- Listed records:
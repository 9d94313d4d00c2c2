//! Geometry helpers shared by the enemy controller.
//!
//! This module provides:
//! - Euclidean distance between positions
//! - Nearest-value selection on one side of a reference coordinate
//! - Grid line rasterization for line-of-sight queries

use glam::Vec3;
use labyrinth_common::GridCell;

/// Fallback coordinate meaning "no obstruction in this direction".
pub const NO_OBSTRUCTION: f32 = 9999.0;

/// Euclidean distance between two points.
#[must_use]
pub fn distance(a: Vec3, b: Vec3) -> f32 {
    a.distance(b)
}

/// Returns the value closest to `reference` on the sentinel's side of it.
///
/// A negative-side sentinel (`sentinel < reference`) accepts values at or
/// below the reference, a positive-side sentinel values at or above it. When
/// nothing qualifies the sentinel itself is returned, so an empty direction
/// reads as infinitely far away. Equally close candidates are resolved to the
/// first one in iteration order.
#[must_use]
pub fn closest_bounded<I>(values: I, reference: f32, sentinel: f32) -> f32
where
    I: IntoIterator<Item = f32>,
{
    let below = sentinel < reference;
    values
        .into_iter()
        .filter(|v| if below { *v <= reference } else { *v >= reference })
        .min_by(|a, b| (a - reference).abs().total_cmp(&(b - reference).abs()))
        .unwrap_or(sentinel)
}

/// Rasterizes the straight line between two cells, both endpoints included.
#[must_use]
pub fn line_cells(from: GridCell, to: GridCell) -> LineCells {
    let dx = (to.x - from.x).abs();
    let dz = -(to.z - from.z).abs();
    LineCells {
        current: from,
        end: to,
        dx,
        dz,
        step_x: if from.x < to.x { 1 } else { -1 },
        step_z: if from.z < to.z { 1 } else { -1 },
        error: dx + dz,
        done: false,
    }
}

/// Bresenham walk over grid cells, see [`line_cells`].
///
/// The walk is finite and can be restarted by cloning it before iterating.
#[derive(Debug, Clone)]
pub struct LineCells {
    current: GridCell,
    end: GridCell,
    dx: i32,
    dz: i32,
    step_x: i32,
    step_z: i32,
    error: i32,
    done: bool,
}

impl Iterator for LineCells {
    type Item = GridCell;

    fn next(&mut self) -> Option<Self::Item> {
        if self.done {
            return None;
        }

        let cell = self.current;
        if cell == self.end {
            self.done = true;
            return Some(cell);
        }

        let doubled = 2 * self.error;
        if doubled >= self.dz {
            self.error += self.dz;
            self.current.x += self.step_x;
        }
        if doubled <= self.dx {
            self.error += self.dx;
            self.current.z += self.step_z;
        }

        Some(cell)
    }
}

impl std::iter::FusedIterator for LineCells {}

- Assignment:
Nothing but the line with "return Some(cell);" and the lines after it, through the end of the material, should appear in the output, word for word.

- Output below:
            return Some(cell);
        }

        let doubled = 2 * self.error;
        if doubled >= self.dz {
            self.error += self.dz;
            self.current.x += self.step_x;
        }
        if doubled <= self.dx {
            self.error += self.dx;
            self.current.z += self.step_z;
        }

        Some(cell)
    }
}

impl std::iter::FusedIterator for LineCells {}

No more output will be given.